In this talk I will present ongoing work at Leeds on building models of video activity. I will present techniques, both supervised and unsupervised, for learning the spatio-temporal structure of tasks and events from video or other sensor data, particularly in the case of scenarios with concurrent activities. In both cases, the representation will exploit qualititive spatio-temporal relations. A novel method for robustly transforming video data to qualitative relations will be presented. I will also show how objects can be "functionally categorised" according to their spatio-temporal behaviour.
About the Speaker
Patrick Doherty. STeDy 2012
Tony Cohn holds a Personal Chair at the University of Leeds, where he is Professor of Automated Reasoning. He is presently Director of the Institute for Artificial Intelligence and Biological Systems. His work on Knowledge Representation and Reasoning has a particular focus on qualitative spatial/spatio-temporal reasoning, the best known being the well cited Region Connection Calculus (RCC). His current research interests range from theoretical work on spatial calculi and spatial ontologies, to cognitive vision, modelling spatial information in the hippocampus, and detecting buried underground assets (e.g. utilities and archaeological residues) using a variety of geo-located sensors. He has been Chairman/President of SSAISB, ECCAI, KR inc, the IJCAI Board of Trustees and is presently Editor-in-Chief of the AAAI Press, Spatial Cognition and Computation, and the Artificial Intelligence journal. He was elected a founding Fellow of ECCAI, and is also a Fellow of AAAI, AISB, the BCS, and the IET. Work from the Cogvis project won the British Computer Society Machine Intelligence prize in 2004, and the VAULT system from his Mapping the Underworld project won a 2012 IET Innovation Award.

Henry Kautz

Speaker
Prof. Henry Kautz, University of Rochester, USA
nEmesis: Which Restaurants Should You Avoid Today?

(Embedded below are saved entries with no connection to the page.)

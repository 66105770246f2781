// =============================================================================
// Commodity Channel Index (CCI)
// =============================================================================
//
//   tp  = (high + low + close) / 3
//   CCI = (tp - SMA(tp, n)) / (0.015 * MeanDev(tp, n))

use super::smoothing::{rolling_mean_dev, safe_div, sma, Series};
use crate::types::Bar;

const LAMBERT: f64 = 0.015;

pub fn calculate_cci(bars: &[Bar], period: usize) -> Series {
    let tp: Series = bars.iter().map(|b| Some(b.typical_price())).collect();
    let mean = sma(&tp, period);
    let dev = rolling_mean_dev(&tp, period);

    tp.iter()
        .zip(mean.iter().zip(&dev))
        .map(|(t, (m, d))| match (t, m, d) {
            (Some(t), Some(m), Some(d)) => safe_div(t - m, LAMBERT * d),
            _ => None,
        })
        .collect()
}
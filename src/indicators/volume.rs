// =============================================================================
// Volume-Based Indicators
// =============================================================================
//
// CMF  — Chaikin Money Flow:
//          mfm = ((close - low) - (high - close)) / (high - low)
//          CMF = Σ(mfm * volume, n) / Σ(volume, n)
// MFI  — Money Flow Index (volume-weighted RSI over the typical price):
//          positive flow = Σ(tp * volume) over bars where tp rose
//          negative flow = Σ(tp * volume) over bars where tp fell
//          MFI = 100 - 100 / (1 + positive / negative)
// OBV  — On-Balance Volume: running Σ sign(Δclose) * volume, starting at 0.
// RVOL — Relative volume: volume / SMA(volume, n) of the n bars *before*
//        the current one.
//
// Series without any volume leave the ratio-based readings undefined.
// =============================================================================

use super::smoothing::{lift, rolling_sum, safe_div, shift, sma, zip_with, Series};
use crate::types::Bar;

pub fn calculate_cmf(bars: &[Bar], period: usize) -> Series {
    let flow_volume: Series = bars
        .iter()
        .map(|b| {
            let mfm = safe_div(2.0 * b.close - b.low - b.high, b.high - b.low)?;
            Some(mfm * b.volume)
        })
        .collect();
    let volume: Series = bars.iter().map(|b| Some(b.volume)).collect();

    zip_with(
        &rolling_sum(&flow_volume, period),
        &rolling_sum(&volume, period),
        safe_div,
    )
}

pub fn calculate_mfi(bars: &[Bar], period: usize) -> Series {
    let mut positive: Series = Vec::with_capacity(bars.len());
    let mut negative: Series = Vec::with_capacity(bars.len());

    for (i, bar) in bars.iter().enumerate() {
        let tp = bar.typical_price();
        match i.checked_sub(1).map(|j| bars[j].typical_price()) {
            Some(prev_tp) => {
                let flow = tp * bar.volume;
                positive.push(Some(if tp > prev_tp { flow } else { 0.0 }));
                negative.push(Some(if tp < prev_tp { flow } else { 0.0 }));
            }
            None => {
                positive.push(None);
                negative.push(None);
            }
        }
    }

    zip_with(
        &rolling_sum(&positive, period),
        &rolling_sum(&negative, period),
        mfi_from_flows,
    )
}

/// Zero negative flow with positive flow present reads 100; no flow at all is
/// undefined.
fn mfi_from_flows(positive: f64, negative: f64) -> Option<f64> {
    if negative == 0.0 {
        return (positive > 0.0).then_some(100.0);
    }
    let ratio = positive / negative;
    let mfi = 100.0 - 100.0 / (1.0 + ratio);
    mfi.is_finite().then_some(mfi)
}

pub fn calculate_obv(bars: &[Bar]) -> Series {
    let mut total = 0.0;
    bars.iter()
        .enumerate()
        .map(|(i, bar)| {
            if let Some(prev) = i.checked_sub(1).map(|j| &bars[j]) {
                let delta = bar.close - prev.close;
                if delta > 0.0 {
                    total += bar.volume;
                } else if delta < 0.0 {
                    total -= bar.volume;
                }
            }
            Some(total)
        })
        .collect()
}

pub fn calculate_relative_volume(volumes: &[f64], period: usize) -> Series {
    let src = lift(volumes);
    let prior_avg = sma(&shift(&src, 1), period);
    zip_with(&src, &prior_avg, safe_div)
}
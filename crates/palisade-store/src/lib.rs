//! # Palisade Store
//!
//! Pluggable key/set storage backends for the Palisade access-control engine.
//!
//! ## Overview
//!
//! The engine keeps every granted/denied fact in a named **bucket** of keys,
//! each key holding a set of string members. This crate defines that contract
//! and ships two implementations:
//!
//! - [`MemoryStore`]: process-local, for tests and single-process embedding
//! - `RedisStore` (feature `redis`): one Redis key per `(bucket, key)` pair,
//!   backed by native Redis sets
//!
//! ## Contract
//!
//! A conforming backend must preserve set semantics (no duplicate members,
//! absent key behaves as an empty set) and per-key atomicity of add/remove.
//! The engine issues no retries of its own: any [`StoreError`] is immediately
//! fatal to the operation that triggered it, and retry policy belongs to the
//! backend or the embedding caller.
//!
//! ## Usage
//!
//! ```rust
//! use palisade_store::{BucketStore, MemoryStore};
//!
//! async fn example() -> Result<(), palisade_store::StoreError> {
//!     let store = MemoryStore::new();
//!     store.add_to_set("roles", "joed", &["guest".into()]).await?;
//!     assert!(store.is_member("roles", "joed", "guest").await?);
//!     Ok(())
//! }
//! ```
//!
//! ## Feature Flags
//!
//! - `memory`: in-memory backend (enabled by default)
//! - `redis`: Redis backend

pub mod store;

#[cfg(feature = "redis")]
pub mod redis;

// Re-export main types for convenience
pub use store::{BucketStore, MemoryStore, StoreError, StoreResult};

#[cfg(feature = "redis")]
pub use redis::RedisStore;
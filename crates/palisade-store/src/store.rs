//! Bucket store contract and in-memory implementation
//!
//! This module defines the key/set storage abstraction the access-control
//! engine runs on, along with the in-memory backend used for tests and
//! single-process deployments.

use async_trait::async_trait;
use std::collections::{HashMap, HashSet};
use std::sync::Arc;
use thiserror::Error;
use tokio::sync::RwLock;

/// Storage error types.
#[derive(Debug, Error)]
pub enum StoreError {
    /// The backend rejected or failed the operation
    #[error("Backend error: {0}")]
    Backend(String),

    /// Could not reach the backend
    #[error("Connection error: {0}")]
    Connection(String),

    /// Stored data could not be encoded or decoded
    #[error("Serialization error: {0}")]
    Serialization(String),
}

/// Result type for store operations.
pub type StoreResult<T> = Result<T, StoreError>;

/// A named collection of keys, each key mapping to a set of string members.
///
/// This is the only interface the access-control engine uses to persist
/// state. There are no joins and no recursive queries: graph traversal and
/// permission matching are implemented entirely above this layer.
///
/// # Contract
///
/// - Adding an existing member is idempotent; removing an absent member is
///   not an error.
/// - An absent key is indistinguishable from an empty set.
/// - Add/remove must be atomic per key. The engine issues concurrent
///   operations without locking of its own and relies on this guarantee.
#[async_trait]
pub trait BucketStore: Send + Sync {
    /// Add members to the set at `key`, creating the key if absent.
    async fn add_to_set(&self, bucket: &str, key: &str, members: &[String]) -> StoreResult<()>;

    /// Remove members from the set at `key` if present.
    async fn remove_from_set(&self, bucket: &str, key: &str, members: &[String])
        -> StoreResult<()>;

    /// Get all members of the set at `key`. Absent keys yield an empty set.
    async fn get_set(&self, bucket: &str, key: &str) -> StoreResult<HashSet<String>>;

    /// Check whether `member` is in the set at `key`.
    async fn is_member(&self, bucket: &str, key: &str, member: &str) -> StoreResult<bool>;

    /// Delete the key entirely.
    async fn remove_key(&self, bucket: &str, key: &str) -> StoreResult<()>;
}

/// In-memory bucket store.
///
/// Suitable for tests and single-process applications. For shared or
/// persistent deployments, use the Redis backend.
///
/// Cloning is cheap and clones share the same underlying data.
#[derive(Clone, Default)]
pub struct MemoryStore {
    /// bucket -> key -> members
    buckets: Arc<RwLock<HashMap<String, HashMap<String, HashSet<String>>>>>,
}

impl std::fmt::Debug for MemoryStore {
    fn fmt(&self, f: &mut std::fmt::Formatter<'_>) -> std::fmt::Result {
        f.debug_struct("MemoryStore").finish()
    }
}

impl MemoryStore {
    /// Create a new empty in-memory store.
    pub fn new() -> Self {
        Self::default()
    }
}

#[async_trait]
impl BucketStore for MemoryStore {
    async fn add_to_set(&self, bucket: &str, key: &str, members: &[String]) -> StoreResult<()> {
        if members.is_empty() {
            return Ok(());
        }

        let mut buckets = self.buckets.write().await;
        let set = buckets
            .entry(bucket.to_string())
            .or_default()
            .entry(key.to_string())
            .or_default();
        for member in members {
            set.insert(member.clone());
        }

        Ok(())
    }

    async fn remove_from_set(
        &self,
        bucket: &str,
        key: &str,
        members: &[String],
    ) -> StoreResult<()> {
        if members.is_empty() {
            return Ok(());
        }

        let mut buckets = self.buckets.write().await;
        if let Some(set) = buckets.get_mut(bucket).and_then(|b| b.get_mut(key)) {
            for member in members {
                set.remove(member);
            }
        }

        Ok(())
    }

    async fn get_set(&self, bucket: &str, key: &str) -> StoreResult<HashSet<String>> {
        let buckets = self.buckets.read().await;
        Ok(buckets
            .get(bucket)
            .and_then(|b| b.get(key))
            .cloned()
            .unwrap_or_default())
    }

    async fn is_member(&self, bucket: &str, key: &str, member: &str) -> StoreResult<bool> {
        let buckets = self.buckets.read().await;
        Ok(buckets
            .get(bucket)
            .and_then(|b| b.get(key))
            .map(|set| set.contains(member))
            .unwrap_or(false))
    }

    async fn remove_key(&self, bucket: &str, key: &str) -> StoreResult<()> {
        let mut buckets = self.buckets.write().await;
        if let Some(b) = buckets.get_mut(bucket) {
            b.remove(key);
        }

        Ok(())
    }
}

Computational approaches to real-time health monitoring and analysis of epidemiological data continue to evolve rapidly. We present an end-to-end system, nEmesis, that integrates social media data with publicly accessible restaurant inspection data to detect venues with high risk of food poisoning. nEmesis finds users who are likely suffering from a foodborne illness via statistical processing of their online communication. People’s visits to restaurants are modeled from GPS data associated with the messages. As a result, we can assign each restaurant a “health score” based on the proportion of customers that fell ill shortly after visiting it. Statistical analysis reveals that our inferred health score correlates (r = 0.30) with the official inspection data from the Department of Health and Mental Hygiene (DOHMH). Finally, we investigate the joint associations of multiple factors mined from online data with the DOHMH violation scores and find that over 23% of variance can be explained by our factors. We demonstrate that readily accessible online data can be used to detect cases of foodborne illness in a timely manner. This approach may offer a low-cost way to enhance current methods to monitor food safety, and to identify potentially problematic venues in near-real time.
About the Speaker
Patrick Doherty. STeDy 2012
Henry Kautz is Chair of the Department of Computer Science at the University of Rochester. He performs research in knowledge representation, machine learning, pervasive computing, and assistive technology. His academic degrees include an A.B. in mathematics from Cornell University, an M.A. in Creative Writing from the Johns Hopkins University, an M.Sc. in Computer Science from the University of Toronto, and a Ph.D. in computer science from the University of Rochester. He was a researcher and department head at Bell Labs and AT&T Laboratories until becoming a Professor in the Department of Computer Science and Engineering of the University of Washington in 2000. He joined University of Rochester in 2006. He was President (2010-2012) of the Association for the Advancement of Artificial Intelligence, and is a Fellow of the AAAI, a Fellow of the American Association for the Advancement of Science, a recipient of the IJCAI Computers and Thought Award.